Sin embargo, el texto de la declaración fue tan notable por lo que omitió como por lo que prometió. La población indígena fue codificada en la declaración, que se refería desdeñosamente a los 700.000 árabes, que constituían el 90% de la población en ese momento, como los “residentes no judíos de Palestina”. En este sentido, la esencia de la Declaración Balfour era colonialista. Como afirmó Edward Said, se trataba de “una declaración de una potencia europea sobre un territorio no europeo, con total desprecio tanto de la presencia como de los deseos de la mayoría nativa”.
Al patrocinar una comunidad de colonos en una tierra ya habitada por otros pueblos, el Mandato Británico actuó como facilitador del colonialismo de colonos sionistas. El mandato rápidamente abrió las tierras palestinas a la inmigración judía a gran escala y permitió a las instituciones sionistas comprar tierras para nuevas colonias después de 1922. En consecuencia, la población de colonos judíos creció de unos 60.000 en 1918 a más de 600.000 en 1947, y esta estructura, inaugurada en 1917, preparó el escenario para la Nakba de 1948: el desplazamiento masivo de 750.000 palestinos de sus patria. La Sociedad de Naciones vistió el Mandato con el lenguaje de “civilización” y “tutela”, mientras silenciosamente subordinaba los derechos de la mayoría indígena a un proyecto de construcción de viviendas nacionales para un electorado externo.

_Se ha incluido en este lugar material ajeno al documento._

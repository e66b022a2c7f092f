mod commands;
mod render;

use std::{path::PathBuf, sync::Arc};

use anyhow::{anyhow, bail, Context, Result};
use clap::Parser;
use client_core::{
    listing::{filter_companies, filter_stores, filter_users, paginate},
    load_settings,
    session::{ACCESS_DENIED_MESSAGE, LOGIN_FAILED_MESSAGE},
    ApiClient, AuthSession, Companies, FileSessionStore, Mutation, SessionStatus, Settings,
    Stores, SyncController, SyncOutcome, Users,
};
use commands::{Cli, Command, CompanyCommand, StoreCommand, UserCommand};
use shared::domain::{AdminUserDraft, CompanyDraft, CompanyEdit, StoreDraft, UserDraft};
use tracing::info;
use tracing_subscriber::EnvFilter;

const SESSION_EXPIRED_MESSAGE: &str = "Sessão expirada. Faça login novamente.";

#[tokio::main]
async fn main() -> Result<()> {
    tracing_subscriber::fmt()
        .with_env_filter(
            EnvFilter::try_from_default_env().unwrap_or_else(|_| EnvFilter::new("info")),
        )
        .with_writer(std::io::stderr)
        .init();
    let cli = Cli::parse();

    let mut settings = load_settings();
    if let Some(url) = cli.api_url {
        settings.api_base_url = url;
    }
    let store = FileSessionStore::new(session_path(&settings));
    info!(
        "console: api={} session={}",
        settings.api_base_url,
        store.path().display()
    );

    let session = AuthSession::new(Arc::new(store));
    let api = ApiClient::new(&settings, session.clone())
        .context("failed to build api client")?;

    match cli.command {
        Command::Login { email, password } => {
            let user = session
                .login(&api, &email, &password)
                .await
                .map_err(|err| anyhow!(err.user_message_or(LOGIN_FAILED_MESSAGE)))?;
            render::session_user(&user);
            return Ok(());
        }
        Command::Logout => {
            session.restore().await;
            let was_signed_in = session.is_authenticated().await;
            session.logout().await.context("failed to clear session")?;
            if was_signed_in {
                println!("Sessão encerrada.");
            } else {
                println!("Nenhuma sessão ativa.");
            }
            return Ok(());
        }
        command => {
            let Some(user) = session.restore().await else {
                bail!("Nenhuma sessão ativa. Use `admin-console login`.");
            };
            if !session.is_super_admin().await {
                bail!(ACCESS_DENIED_MESSAGE);
            }
            if matches!(command, Command::Whoami) {
                render::session_user(&user);
                return Ok(());
            }

            let controller = SyncController::new(api);
            watch_session(&session, &controller);
            let result = run(&controller, &settings, command).await;
            if session.status() == SessionStatus::Expired {
                bail!(SESSION_EXPIRED_MESSAGE);
            }
            result
        }
    }
}

/// Tears the controller down as soon as the backend rejects the token.
fn watch_session(session: &AuthSession, controller: &Arc<SyncController>) {
    let mut status = session.subscribe();
    let controller = Arc::clone(controller);
    tokio::spawn(async move {
        while status.changed().await.is_ok() {
            if *status.borrow() == SessionStatus::Expired {
                controller.teardown();
                break;
            }
        }
    });
}

async fn run(controller: &SyncController, settings: &Settings, command: Command) -> Result<()> {
    let outcome = controller.initialize().await;
    if outcome != SyncOutcome::Applied {
        return report(controller, outcome).await;
    }

    let per_page = settings.page_size;
    let outcome = match command {
        Command::Companies(list) => {
            let companies = controller.companies().await;
            let matched: Vec<_> = filter_companies(&companies, &list.search);
            render::companies(&paginate(&matched, list.page, per_page));
            return Ok(());
        }
        Command::Stores(scoped) => {
            let (companies, stores) = (controller.companies().await, controller.stores().await);
            let matched = filter_stores(&stores, scoped.company, &scoped.list.search);
            render::stores(&paginate(&matched, scoped.list.page, per_page), &companies);
            return Ok(());
        }
        Command::Users(scoped) => {
            let (companies, users) = (controller.companies().await, controller.users().await);
            let matched = filter_users(&users, scoped.company, &scoped.list.search);
            render::users(&paginate(&matched, scoped.list.page, per_page), &companies);
            return Ok(());
        }
        Command::Company(CompanyCommand::Show { id }) => {
            let details = controller
                .company_details(id)
                .await
                .map_err(|err| {
                    if err.is_session_expired() {
                        anyhow!(SESSION_EXPIRED_MESSAGE)
                    } else {
                        anyhow!(err.user_message())
                    }
                })?;
            let companies = controller.companies().await;
            render::company_details(companies.iter().find(|c| c.id == id), &details);
            return Ok(());
        }
        Command::Company(CompanyCommand::Create {
            fields,
            plan,
            inactive,
            admin_name,
            admin_email,
            admin_password,
        }) => {
            let admin = match (admin_name, admin_email, admin_password) {
                (Some(name), Some(email), Some(password)) => Some(AdminUserDraft {
                    name,
                    email,
                    password,
                }),
                (None, None, None) => None,
                _ => bail!(
                    "--admin-name, --admin-email e --admin-password devem ser informados juntos."
                ),
            };
            let draft = CompanyDraft {
                name: fields.name,
                tax_id: fields.tax_id,
                email: fields.email,
                subdomain: fields.subdomain,
                plan,
                active: !inactive,
                admin,
            };
            controller.mutate(Mutation::<Companies>::Create(draft)).await
        }
        Command::Company(CompanyCommand::Update { id, fields }) => {
            let body = CompanyEdit {
                name: fields.name,
                tax_id: fields.tax_id,
                email: fields.email,
                subdomain: fields.subdomain,
            };
            controller
                .mutate(Mutation::<Companies>::Update { id, body })
                .await
        }
        Command::Company(CompanyCommand::Delete { id }) => {
            controller.mutate(Mutation::<Companies>::Delete { id }).await
        }
        Command::Company(CompanyCommand::Plan { id, plan }) => {
            controller.set_company_plan(id, plan).await
        }
        Command::Company(CompanyCommand::Active { id, active }) => {
            controller.set_company_active(id, active).await
        }
        Command::Store(StoreCommand::Create { fields }) => {
            let draft = StoreDraft {
                name: fields.name,
                company_id: fields.company,
            };
            controller.mutate(Mutation::<Stores>::save(None, draft)).await
        }
        Command::Store(StoreCommand::Update { id, fields }) => {
            let draft = StoreDraft {
                name: fields.name,
                company_id: fields.company,
            };
            controller.mutate(Mutation::<Stores>::save(Some(id), draft)).await
        }
        Command::Store(StoreCommand::Delete { id }) => {
            controller.mutate(Mutation::<Stores>::Delete { id }).await
        }
        Command::User(UserCommand::Create { fields }) => {
            let draft = UserDraft {
                name: fields.name,
                email: fields.email,
                role: fields.role,
                company_id: fields.company,
                password: fields.password,
            };
            controller.mutate(Mutation::<Users>::save(None, draft)).await
        }
        Command::User(UserCommand::Update { id, fields }) => {
            let draft = UserDraft {
                name: fields.name,
                email: fields.email,
                role: fields.role,
                company_id: fields.company,
                password: fields.password,
            };
            controller.mutate(Mutation::<Users>::save(Some(id), draft)).await
        }
        Command::User(UserCommand::Delete { id }) => {
            controller.mutate(Mutation::<Users>::Delete { id }).await
        }
        Command::Login { .. } | Command::Logout | Command::Whoami => return Ok(()),
    };
    report(controller, outcome).await
}

async fn report(controller: &SyncController, outcome: SyncOutcome) -> Result<()> {
    let status = controller.status().await;
    match outcome {
        SyncOutcome::Applied => {
            if let Some(message) = status.last_success {
                println!("{message}");
            }
            Ok(())
        }
        SyncOutcome::Failed => Err(anyhow!(status
            .last_error
            .unwrap_or_else(|| client_core::error::GENERIC_ERROR_MESSAGE.to_string()))),
        SyncOutcome::Abandoned => bail!(SESSION_EXPIRED_MESSAGE),
    }
}

/// Configured session file, else `<config dir>/admin-console/session.json`.
fn session_path(settings: &Settings) -> PathBuf {
    settings.session_file.clone().unwrap_or_else(|| {
        dirs::config_dir()
            .unwrap_or_else(|| PathBuf::from("."))
            .join("admin-console")
            .join("session.json")
    })
}
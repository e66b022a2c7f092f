//! Collection sync controller.
//!
//! Holds the companies, stores and users shown by the console and funnels
//! every mutation through one protocol: submit, re-fetch the whole target
//! collection, replace it, report. Failures never escape; they end up in
//! `last_error`.

use std::{
    future::Future,
    sync::{
        atomic::{AtomicBool, Ordering},
        Arc,
    },
};

use reqwest::Method;
use shared::{
    domain::{Company, CompanyId, Plan, Store, User},
    protocol::{ActiveChange, PlanChange},
};
use tokio::sync::{broadcast, Mutex};
use tracing::{error, info, warn};

use crate::{
    api::ApiClient,
    error::{ClientError, ClientResult},
    resource::{CollectionKind, Companies, Mutation, Operation, Resource, Stores, Users},
};

pub const INITIAL_LOAD_FAILED_MESSAGE: &str = "Falha ao carregar dados iniciais.";
pub const PLAN_CHANGED_MESSAGE: &str = "Plano alterado com sucesso!";
pub const STATUS_CHANGED_MESSAGE: &str = "Status atualizado!";

#[derive(Debug, Clone, Default, PartialEq, Eq)]
pub struct Collections {
    pub companies: Vec<Company>,
    pub stores: Vec<Store>,
    pub users: Vec<User>,
}

#[derive(Debug, Clone, Default, PartialEq, Eq)]
pub struct SyncStatus {
    pub initial_loading: bool,
    pub operation_loading: bool,
    pub last_error: Option<String>,
    pub last_success: Option<String>,
}

#[derive(Debug, Clone, Default, PartialEq, Eq)]
pub struct SyncSnapshot {
    pub companies: Vec<Company>,
    pub stores: Vec<Store>,
    pub users: Vec<User>,
    pub initial_loading: bool,
    pub operation_loading: bool,
    pub last_error: Option<String>,
    pub last_success: Option<String>,
}

#[derive(Debug, Clone, PartialEq, Eq)]
pub enum SyncEvent {
    CollectionReplaced(CollectionKind),
    StatusChanged(SyncStatus),
}

/// Terminal state of an `initialize` or mutation call. Only `Applied`
/// should dismiss an editing form.
#[derive(Debug, Clone, Copy, PartialEq, Eq)]
pub enum SyncOutcome {
    Applied,
    Failed,
    /// The controller was torn down or the session expired while the
    /// request was in flight; nothing was applied.
    Abandoned,
}

impl SyncOutcome {
    pub fn is_success(self) -> bool {
        self == SyncOutcome::Applied
    }
}

/// Stores and users of a single company, fetched on demand.
#[derive(Debug, Clone, Default, PartialEq, Eq)]
pub struct CompanyDetails {
    pub stores: Vec<Store>,
    pub users: Vec<User>,
}

#[derive(Default)]
struct SyncState {
    collections: Collections,
    initial_loading: bool,
    busy: usize,
    last_error: Option<String>,
    last_success: Option<String>,
    // Refresh tickets per collection: issued when a list request starts,
    // applied when its response replaces the collection.
    issued: [u64; 3],
    applied: [u64; 3],
}

impl SyncState {
    fn status(&self) -> SyncStatus {
        SyncStatus {
            initial_loading: self.initial_loading,
            operation_loading: self.busy > 0,
            last_error: self.last_error.clone(),
            last_success: self.last_success.clone(),
        }
    }

    fn clear_messages(&mut self) {
        self.last_error = None;
        self.last_success = None;
    }

    fn issue_ticket(&mut self, kind: CollectionKind) -> u64 {
        let slot = &mut self.issued[kind.index()];
        *slot += 1;
        *slot
    }

    /// Replaces a collection unless a newer refresh already landed.
    fn replace<R: Resource>(&mut self, ticket: u64, records: Vec<R::Record>) -> bool {
        let applied = &mut self.applied[R::KIND.index()];
        if ticket <= *applied {
            return false;
        }
        *applied = ticket;
        *R::slot(&mut self.collections) = records;
        true
    }
}

pub struct SyncController {
    api: ApiClient,
    inner: Mutex<SyncState>,
    alive: AtomicBool,
    events: broadcast::Sender<SyncEvent>,
}

impl SyncController {
    pub fn new(api: ApiClient) -> Arc<Self> {
        let (events, _) = broadcast::channel(256);
        Arc::new(Self {
            api,
            inner: Mutex::new(SyncState::default()),
            alive: AtomicBool::new(true),
            events,
        })
    }

    pub fn subscribe_events(&self) -> broadcast::Receiver<SyncEvent> {
        self.events.subscribe()
    }

    pub fn is_live(&self) -> bool {
        self.alive.load(Ordering::Acquire)
    }

    /// Detaches the controller from its view. Responses that arrive
    /// afterwards are dropped instead of applied.
    pub fn teardown(&self) {
        if self.alive.swap(false, Ordering::AcqRel) {
            info!("sync: controller torn down");
        }
    }

    pub async fn snapshot(&self) -> SyncSnapshot {
        let state = self.inner.lock().await;
        let status = state.status();
        SyncSnapshot {
            companies: state.collections.companies.clone(),
            stores: state.collections.stores.clone(),
            users: state.collections.users.clone(),
            initial_loading: status.initial_loading,
            operation_loading: status.operation_loading,
            last_error: status.last_error,
            last_success: status.last_success,
        }
    }

    pub async fn status(&self) -> SyncStatus {
        self.inner.lock().await.status()
    }

    pub async fn companies(&self) -> Vec<Company> {
        self.inner.lock().await.collections.companies.clone()
    }

    pub async fn stores(&self) -> Vec<Store> {
        self.inner.lock().await.collections.stores.clone()
    }

    pub async fn users(&self) -> Vec<User> {
        self.inner.lock().await.collections.users.clone()
    }

    pub async fn clear_messages(&self) {
        let mut state = self.inner.lock().await;
        state.clear_messages();
        self.publish_status(&state);
    }

    /// Bulk load of all three collections. Either all of them are replaced
    /// or none is.
    pub async fn initialize(&self) -> SyncOutcome {
        let tickets = {
            let mut state = self.inner.lock().await;
            state.initial_loading = true;
            state.clear_messages();
            self.publish_status(&state);
            CollectionKind::ALL.map(|kind| state.issue_ticket(kind))
        };
        info!("sync: bulk load started");

        let result = futures::try_join!(
            self.fetch_all::<Companies>(),
            self.fetch_all::<Stores>(),
            self.fetch_all::<Users>(),
        );

        let mut state = self.inner.lock().await;
        state.initial_loading = false;
        if !self.is_live() {
            return SyncOutcome::Abandoned;
        }

        let outcome = match result {
            Ok((companies, stores, users)) => {
                info!(
                    "sync: bulk load finished companies={} stores={} users={}",
                    companies.len(),
                    stores.len(),
                    users.len()
                );
                let replaced = [
                    state.replace::<Companies>(tickets[0], companies),
                    state.replace::<Stores>(tickets[1], stores),
                    state.replace::<Users>(tickets[2], users),
                ];
                for (kind, replaced) in CollectionKind::ALL.into_iter().zip(replaced) {
                    if replaced {
                        let _ = self.events.send(SyncEvent::CollectionReplaced(kind));
                    }
                }
                SyncOutcome::Applied
            }
            Err(ClientError::SessionExpired) => {
                warn!("sync: bulk load abandoned, session expired");
                SyncOutcome::Abandoned
            }
            Err(err) => {
                error!("sync: bulk load failed: {err}");
                state.last_error = Some(INITIAL_LOAD_FAILED_MESSAGE.to_string());
                SyncOutcome::Failed
            }
        };
        self.publish_status(&state);
        outcome
    }

    /// Create, update or delete one record, then replace the whole target
    /// collection with a fresh listing.
    pub async fn mutate<R: Resource>(&self, mutation: Mutation<R>) -> SyncOutcome {
        let operation = mutation.operation();
        let success_message = mutation.success_message();
        let api = &self.api;
        let submit = async move {
            match &mutation {
                Mutation::Create(body) => api.send_json(Method::POST, R::KIND.path(), body).await,
                Mutation::Update { id, body } => {
                    api.send_json(Method::PUT, &R::KIND.item_path(id), body)
                        .await
                }
                Mutation::Delete { id } => api.delete(&R::KIND.item_path(id)).await,
            }
        };
        self.run_operation::<R, _>(operation, success_message, submit)
            .await
    }

    pub async fn set_company_plan(&self, id: CompanyId, plan: Plan) -> SyncOutcome {
        let path = format!("{}/plano", CollectionKind::Companies.item_path(id));
        let body = PlanChange { plan };
        let submit = self.api.send_json(Method::PATCH, &path, &body);
        self.run_operation::<Companies, _>(Operation::Update, PLAN_CHANGED_MESSAGE, submit)
            .await
    }

    pub async fn set_company_active(&self, id: CompanyId, active: bool) -> SyncOutcome {
        let path = format!("{}/ativo", CollectionKind::Companies.item_path(id));
        let body = ActiveChange { active };
        let submit = self.api.send_json(Method::PATCH, &path, &body);
        self.run_operation::<Companies, _>(Operation::Update, STATUS_CHANGED_MESSAGE, submit)
            .await
    }

    /// Stores and users owned by one company. Does not touch controller
    /// state; callers handle the error themselves.
    pub async fn company_details(&self, id: CompanyId) -> ClientResult<CompanyDetails> {
        let query = [("empresaId", id.to_string())];
        let (stores, users) = futures::try_join!(
            self.api
                .get_json::<Vec<Store>>(CollectionKind::Stores.path(), &query),
            self.api
                .get_json::<Vec<User>>(CollectionKind::Users.path(), &query),
        )?;
        Ok(CompanyDetails { stores, users })
    }

    async fn fetch_all<R: Resource>(&self) -> ClientResult<Vec<R::Record>> {
        self.api.get_json(R::KIND.path(), &[]).await
    }

    async fn run_operation<R, F>(
        &self,
        operation: Operation,
        success_message: &'static str,
        submit: F,
    ) -> SyncOutcome
    where
        R: Resource,
        F: Future<Output = ClientResult<()>>,
    {
        {
            let mut state = self.inner.lock().await;
            state.busy += 1;
            state.clear_messages();
            self.publish_status(&state);
        }

        let result = match submit.await {
            Ok(()) => self.refresh::<R>().await,
            Err(err) => Err(err),
        };

        let mut state = self.inner.lock().await;
        state.busy = state.busy.saturating_sub(1);
        let outcome = if !self.is_live() {
            SyncOutcome::Abandoned
        } else {
            match result {
                Ok((ticket, records)) => {
                    if state.replace::<R>(ticket, records) {
                        let _ = self.events.send(SyncEvent::CollectionReplaced(R::KIND));
                    }
                    state.last_success = Some(success_message.to_string());
                    info!("sync: {operation} on {} applied", R::KIND);
                    SyncOutcome::Applied
                }
                Err(ClientError::SessionExpired) => {
                    warn!("sync: {operation} on {} abandoned, session expired", R::KIND);
                    SyncOutcome::Abandoned
                }
                Err(err) => {
                    warn!("sync: {operation} on {} failed: {err}", R::KIND);
                    state.last_error = Some(err.user_message());
                    SyncOutcome::Failed
                }
            }
        };
        self.publish_status(&state);
        outcome
    }

    async fn refresh<R: Resource>(&self) -> ClientResult<(u64, Vec<R::Record>)> {
        let ticket = self.inner.lock().await.issue_ticket(R::KIND);
        let records = self.fetch_all::<R>().await?;
        Ok((ticket, records))
    }

    fn publish_status(&self, state: &SyncState) {
        let _ = self.events.send(SyncEvent::StatusChanged(state.status()));
    }
}

#[cfg(test)]
#[path = "tests/sync_tests.rs"]
mod tests;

La “arrogancia imperial” persiste más de un siglo después, no sólo en la política, sino también en la complicidad centenaria de sus facilitadores occidentales. Cuando las potencias contemporáneas ofrecen apoyo incondicional a acciones basadas en el mismo desplazamiento y adquisición de tierras que el Mandato facilitó después de 1922, reafirman efectivamente la afirmación colonial de Balfour. El régimen instituido mediante garantía externa y patrocinio internacional se reproduce invocando la seguridad para normalizar la excepción, la legalidad para racionalizar el despojo y la diplomacia para diferir la rendición de cuentas.
La larga genealogía del despojo autorizado en 1917 y puesto en práctica a través del Mandato muestra explícitamente cómo comenzó mucho antes del 7 de octubre. El marco que otorga privilegios existenciales al colonizador y al mismo tiempo designa a los indígenas como cuerpos desechables todavía está vigente, aunque cambió de formas institucionales con el tiempo. El marco sigue siendo visible en la cartografía de los asentamientos, la gramática de los permisos y los puestos de control y las burocracias que hacen de lo cotidiano un teatro de control en Cisjordania.
Lo que la Declaración Balfour revela hoy es que el colonialismo es una estructura, no un acontecimiento. Codificada hace más de un siglo, la declaración señaló una arquitectura colonial que persiste: un pueblo dotado de privilegios políticos y patrocinio global, y otro que lucha simplemente para que se le reconozcan sus derechos básicos. Por lo tanto, el legado de la Declaración Balfour no es simplemente el texto de una carta de 1917, sino su lógica activa y duradera.
Esta lógica, que codificaba a una mayoría indígena como “residentes no judíos” y, como el propio Balfour admitió más tarde, nunca tuvo la intención “ni siquiera de consultar los deseos de los habitantes actuales”, no expiró con el Mandato Británico; se convirtió en el principio operativo de una estructura colonial diseñada para ser permanente.